Problem
Please write the data out once more, exactly as it is given.

[Stored data]
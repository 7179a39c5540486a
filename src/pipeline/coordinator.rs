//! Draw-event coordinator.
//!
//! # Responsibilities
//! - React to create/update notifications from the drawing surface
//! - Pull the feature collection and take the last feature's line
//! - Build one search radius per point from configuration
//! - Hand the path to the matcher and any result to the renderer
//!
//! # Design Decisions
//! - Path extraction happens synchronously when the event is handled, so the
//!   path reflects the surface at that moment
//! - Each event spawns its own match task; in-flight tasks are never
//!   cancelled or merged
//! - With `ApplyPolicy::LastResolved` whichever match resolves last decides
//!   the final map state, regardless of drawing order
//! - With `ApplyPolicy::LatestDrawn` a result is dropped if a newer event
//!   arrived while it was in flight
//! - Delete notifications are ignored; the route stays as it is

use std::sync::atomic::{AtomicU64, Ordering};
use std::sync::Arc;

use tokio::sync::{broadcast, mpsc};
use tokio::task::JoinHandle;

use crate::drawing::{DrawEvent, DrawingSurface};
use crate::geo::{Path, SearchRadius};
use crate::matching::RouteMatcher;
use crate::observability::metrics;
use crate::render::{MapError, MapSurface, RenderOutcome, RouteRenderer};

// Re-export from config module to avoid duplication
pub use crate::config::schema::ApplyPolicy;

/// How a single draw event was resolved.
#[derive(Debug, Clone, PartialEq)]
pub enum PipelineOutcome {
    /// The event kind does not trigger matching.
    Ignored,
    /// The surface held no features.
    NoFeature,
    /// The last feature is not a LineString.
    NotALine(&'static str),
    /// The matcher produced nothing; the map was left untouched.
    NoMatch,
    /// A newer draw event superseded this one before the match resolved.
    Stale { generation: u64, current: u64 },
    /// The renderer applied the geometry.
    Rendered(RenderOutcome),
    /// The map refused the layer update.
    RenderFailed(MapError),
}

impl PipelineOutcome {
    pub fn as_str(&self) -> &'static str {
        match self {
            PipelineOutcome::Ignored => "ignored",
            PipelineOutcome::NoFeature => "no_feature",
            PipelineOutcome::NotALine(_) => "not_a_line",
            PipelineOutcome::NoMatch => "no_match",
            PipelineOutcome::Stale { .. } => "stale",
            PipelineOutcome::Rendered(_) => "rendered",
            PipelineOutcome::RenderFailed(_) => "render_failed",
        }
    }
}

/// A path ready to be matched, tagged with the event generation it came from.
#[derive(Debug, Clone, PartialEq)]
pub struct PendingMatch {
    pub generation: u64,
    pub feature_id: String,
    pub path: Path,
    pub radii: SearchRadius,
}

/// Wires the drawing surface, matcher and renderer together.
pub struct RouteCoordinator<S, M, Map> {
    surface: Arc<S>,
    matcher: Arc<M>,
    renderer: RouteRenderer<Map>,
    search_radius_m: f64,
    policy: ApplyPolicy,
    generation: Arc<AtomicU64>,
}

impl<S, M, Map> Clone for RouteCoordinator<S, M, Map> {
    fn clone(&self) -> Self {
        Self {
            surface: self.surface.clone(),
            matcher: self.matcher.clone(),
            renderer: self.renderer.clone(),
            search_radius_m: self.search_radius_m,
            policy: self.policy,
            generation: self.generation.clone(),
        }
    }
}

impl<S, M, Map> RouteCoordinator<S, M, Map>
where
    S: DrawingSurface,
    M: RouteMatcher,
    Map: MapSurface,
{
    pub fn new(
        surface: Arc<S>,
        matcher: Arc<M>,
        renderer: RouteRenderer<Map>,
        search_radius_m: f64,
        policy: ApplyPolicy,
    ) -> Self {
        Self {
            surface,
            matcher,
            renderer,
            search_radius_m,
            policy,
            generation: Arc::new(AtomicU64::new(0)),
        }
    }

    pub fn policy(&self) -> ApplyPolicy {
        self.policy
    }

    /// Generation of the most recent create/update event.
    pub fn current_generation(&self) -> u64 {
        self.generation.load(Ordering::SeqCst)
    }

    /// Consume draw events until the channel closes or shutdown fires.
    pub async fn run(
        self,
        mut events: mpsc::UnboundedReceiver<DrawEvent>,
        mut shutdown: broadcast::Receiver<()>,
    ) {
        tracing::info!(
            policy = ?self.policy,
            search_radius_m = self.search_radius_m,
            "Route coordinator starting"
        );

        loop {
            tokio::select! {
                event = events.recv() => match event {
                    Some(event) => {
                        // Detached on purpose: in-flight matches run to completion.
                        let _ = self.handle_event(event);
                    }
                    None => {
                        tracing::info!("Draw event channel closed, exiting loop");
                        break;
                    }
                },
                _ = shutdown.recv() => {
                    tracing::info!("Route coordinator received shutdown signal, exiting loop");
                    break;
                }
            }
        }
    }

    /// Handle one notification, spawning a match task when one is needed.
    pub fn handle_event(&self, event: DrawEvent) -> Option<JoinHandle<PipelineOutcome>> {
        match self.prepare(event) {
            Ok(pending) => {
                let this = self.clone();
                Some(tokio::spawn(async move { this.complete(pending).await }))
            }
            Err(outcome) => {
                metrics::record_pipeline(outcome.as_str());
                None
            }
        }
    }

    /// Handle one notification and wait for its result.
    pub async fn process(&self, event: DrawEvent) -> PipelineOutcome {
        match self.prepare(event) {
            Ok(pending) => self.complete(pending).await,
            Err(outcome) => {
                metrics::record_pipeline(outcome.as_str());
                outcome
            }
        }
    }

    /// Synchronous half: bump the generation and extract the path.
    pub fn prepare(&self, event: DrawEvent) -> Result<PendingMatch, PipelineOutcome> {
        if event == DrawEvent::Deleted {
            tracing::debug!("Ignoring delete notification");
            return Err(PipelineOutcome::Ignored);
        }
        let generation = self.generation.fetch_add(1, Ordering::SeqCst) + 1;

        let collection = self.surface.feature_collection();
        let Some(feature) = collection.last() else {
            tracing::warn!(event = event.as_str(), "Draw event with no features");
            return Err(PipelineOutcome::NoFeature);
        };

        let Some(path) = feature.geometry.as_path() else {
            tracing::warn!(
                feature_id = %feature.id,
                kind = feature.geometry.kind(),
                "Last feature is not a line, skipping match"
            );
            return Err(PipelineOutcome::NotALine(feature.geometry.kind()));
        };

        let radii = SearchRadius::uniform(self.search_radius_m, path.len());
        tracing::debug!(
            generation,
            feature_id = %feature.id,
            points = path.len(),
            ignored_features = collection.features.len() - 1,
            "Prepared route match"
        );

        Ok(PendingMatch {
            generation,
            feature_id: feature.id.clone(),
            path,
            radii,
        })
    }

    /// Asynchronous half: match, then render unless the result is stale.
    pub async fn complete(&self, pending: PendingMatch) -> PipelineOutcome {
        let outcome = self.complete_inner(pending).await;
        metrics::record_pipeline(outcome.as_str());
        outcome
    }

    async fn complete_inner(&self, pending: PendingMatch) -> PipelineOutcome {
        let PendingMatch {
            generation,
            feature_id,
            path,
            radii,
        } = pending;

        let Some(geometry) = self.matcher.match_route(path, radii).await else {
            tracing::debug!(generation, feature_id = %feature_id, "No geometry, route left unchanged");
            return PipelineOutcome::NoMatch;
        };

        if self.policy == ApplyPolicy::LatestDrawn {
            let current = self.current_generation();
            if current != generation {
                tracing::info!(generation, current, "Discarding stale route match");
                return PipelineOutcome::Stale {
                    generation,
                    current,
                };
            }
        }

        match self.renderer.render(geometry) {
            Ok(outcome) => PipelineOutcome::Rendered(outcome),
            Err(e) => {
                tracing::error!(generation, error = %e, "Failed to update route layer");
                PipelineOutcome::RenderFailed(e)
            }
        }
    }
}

Result
repository 7179a39c5540486a
filename src/pipeline/coordinator.rs
//! Draw-event coordinator.
//!
//! # Responsibilities
//! - React to create/update notifications from the drawing surface
//! - Pull the feature collection and take the last feature's line
//! - Build one search radius per point from configuration
//! - Hand the path to the matcher and any result to the renderer
//!
//! # Design Decisions
//! - Path extraction happens synchronously when the event is handled, so the
//!   path reflects the surface at that moment
//! - Each event spawns its own match task; in-flight tasks are never
//!   cancelled or merged
//! - With `ApplyPolicy::LastResolved` whichever match resolves last decides
//!   the final map state, regardless of drawing order
//! - With `ApplyPolicy::LatestDrawn` a result is dropped if a newer event
//!   arrived while it was in flight
//! - Delete notifications are ignored; the route stays as it is

use std::sync::atomic::{AtomicU64, Ordering};
use std::sync::Arc;

use tokio::sync::{broadcast, mpsc};
use tokio::task::JoinHandle;

use crate::drawing::{DrawEvent, DrawingSurface};
use crate::geo::{Path, SearchRadius};
use crate::matching::RouteMatcher;
use crate::observability::metrics;
use crate::render::{MapError, MapSurface, RenderOutcome, RouteRenderer};

// Re-export from config module to avoid duplication
pub use crate::config::schema::ApplyPolicy;

/// How a single draw event was resolved.
#[derive(Debug, Clone, PartialEq)]
pub enum PipelineOutcome {
    /// The event kind does not trigger matching.
    Ignored,
    /// The surface held no features.
    NoFeature,
    /// The last feature is not a LineString.
    NotALine(&'static str),
    /// The matcher produced nothing; the map was left untouched.
    NoMatch,
    /// A newer draw event superseded this one before the match resolved.
    Stale { generation: u64, current: u64 },
    /// The renderer applied the geometry.
    Rendered(RenderOutcome),
    /// The map refused the layer update.
    RenderFailed(MapError),
}

impl PipelineOutcome {
    pub fn as_str(&self) -> &'static str {
        match self {
            PipelineOutcome::Ignored => "ignored",
            PipelineOutcome::NoFeature => "no_feature",
            PipelineOutcome::NotALine(_) => "not_a_line",
            PipelineOutcome::NoMatch => "no_match",
            PipelineOutcome::Stale { .. } => "stale",
            PipelineOutcome::Rendered(_) => "rendered",
            PipelineOutcome::RenderFailed(_) => "render_failed",
        }
    }
}

/// A path ready to be matched, tagged with the event generation it came from.
#[derive(Debug, Clone, PartialEq)]
pub struct PendingMatch {
    pub generation: u64,
    pub feature_id: String,
    pub path: Path,
    pub radii: SearchRadius,
}

/// Wires the drawing surface, matcher and renderer together.
pub struct RouteCoordinator<S, M, Map> {
    surface: Arc<S>,
    matcher: Arc<M>,
    renderer: RouteRenderer<Map>,
    search_radius_m: f64,
    policy: ApplyPolicy,
    generation: Arc<AtomicU64>,
}

impl<S, M, Map> Clone for RouteCoordinator<S, M, Map> {
    fn clone(&self) -> Self {
        Self {
            surface: self.surface.clone(),
            matcher: self.matcher.clone(),
            renderer: self.renderer.clone(),
            search_radius_m: self.search_radius_m,
            policy: self.policy,
            generation: self.generation.clone(),
        }
    }
}

impl<S, M, Map> RouteCoordinator<S, M, Map>
where
    S: DrawingSurface,
    M: RouteMatcher,
    Map: MapSurface,
{
    pub fn new(
        surface: Arc<S>,
        matcher: Arc<M>,
        renderer: RouteRenderer<Map>,
        search_radius_m: f64,
        policy: ApplyPolicy,
    ) -> Self {
        Self {
            surface,
            matcher,
            renderer,
            search_radius_m,
            policy,
            generation: Arc::new(AtomicU64::new(0)),
        }
    }

    pub fn policy(&self) -> ApplyPolicy {
        self.policy
    }

    /// Generation of the most recent create/update event.
    pub fn current_generation(&self) -> u64 {
        self.generation.load(Ordering::SeqCst)
    }

    /// Consume draw events until the channel closes or shutdown fires.
    pub async fn run(
        self,
        mut events: mpsc::UnboundedReceiver<DrawEvent>,
        mut shutdown: broadcast::Receiver<()>,
    ) {
        tracing::info!(
            policy = ?self.policy,
            search_radius_m = self.search_radius_m,
            "Route coordinator starting"
        );

        loop {
            tokio::select! {
                event = events.recv() => match event {
                    Some(event) => {
                        // Detached on purpose: in-flight matches run to completion.
                        let _ = self.handle_event(event);
                    }
                    None => {
                        tracing::info!("Draw event channel closed, exiting loop");
                        break;
                    }
                },
                _ = shutdown.recv() => {
                    tracing::info!("Route coordinator received shutdown signal, exiting loop");
                    break;
                }
            }
        }
    }

    /// Handle one notification, spawning a match task when one is needed.
    pub fn handle_event(&self, event: DrawEvent) -> Option<JoinHandle<PipelineOutcome>> {
        match self.prepare(event) {
            Ok(pending) => {
                let this = self.clone();
                Some(tokio::spawn(async move { this.complete(pending).await }))
            }
            Err(outcome) => {
                metrics::record_pipeline(outcome.as_str());
                None
            }
        }
    }

    /// Handle one notification and wait for its result.
    pub async fn process(&self, event: DrawEvent) -> PipelineOutcome {
        match self.prepare(event) {
            Ok(pending) => self.complete(pending).await,
            Err(outcome) => {
                metrics::record_pipeline(outcome.as_str());
                outcome
            }
        }
    }

    /// Synchronous half: bump the generation and extract the path.
    pub fn prepare(&self, event: DrawEvent) -> Result<PendingMatch, PipelineOutcome> {
        if event == DrawEvent::Deleted {
            tracing::debug!("Ignoring delete notification");
            return Err(PipelineOutcome::Ignored);
        }
        let generation = self.generation.fetch_add(1, Ordering::SeqCst) + 1;

        let collection = self.surface.feature_collection();
        let Some(feature) = collection.last() else {
            tracing::warn!(event = event.as_str(), "Draw event with no features");
            return Err(PipelineOutcome::NoFeature);
        };

        let Some(path) = feature.geometry.as_path() else {
            tracing::warn!(
                feature_id = %feature.id,
                kind = feature.geometry.kind(),
                "Last feature is not a line, skipping match"
            );
            return Err(PipelineOutcome::NotALine(feature.geometry.kind()));
        };

        let radii = SearchRadius::uniform(self.search_radius_m, path.len());
        tracing::debug!(
            generation,
            feature_id = %feature.id,
            points = path.len(),
            ignored_features = collection.features.len() - 1,
            "Prepared route match"
        );

        Ok(PendingMatch {
            generation,
            feature_id: feature.id.clone(),
            path,
            radii,
        })
    }

    /// Asynchronous half: match, then render unless the result is stale.
    pub async fn complete(&self, pending: PendingMatch) -> PipelineOutcome {
        let outcome = self.complete_inner(pending).await;
        metrics::record_pipeline(outcome.as_str());
        outcome
    }

    async fn complete_inner(&self, pending: PendingMatch) -> PipelineOutcome {
        let PendingMatch {
            generation,
            feature_id,
            path,
            radii,
        } = pending;

        let Some(geometry) = self.matcher.match_route(path, radii).await else {
            tracing::debug!(generation, feature_id = %feature_id, "No geometry, route left unchanged");
            return PipelineOutcome::NoMatch;
        };

        if self.policy == ApplyPolicy::LatestDrawn {
            let current = self.current_generation();
            if current != generation {
                tracing::info!(generation, current, "Discarding stale route match");
                return PipelineOutcome::Stale {
                    generation,
                    current,
                };
            }
        }

        match self.renderer.render(geometry) {
            Ok(outcome) => PipelineOutcome::Rendered(outcome),
            Err(e) => {
                tracing::error!(generation, error = %e, "Failed to update route layer");
                PipelineOutcome::RenderFailed(e)
            }
        }
    }
}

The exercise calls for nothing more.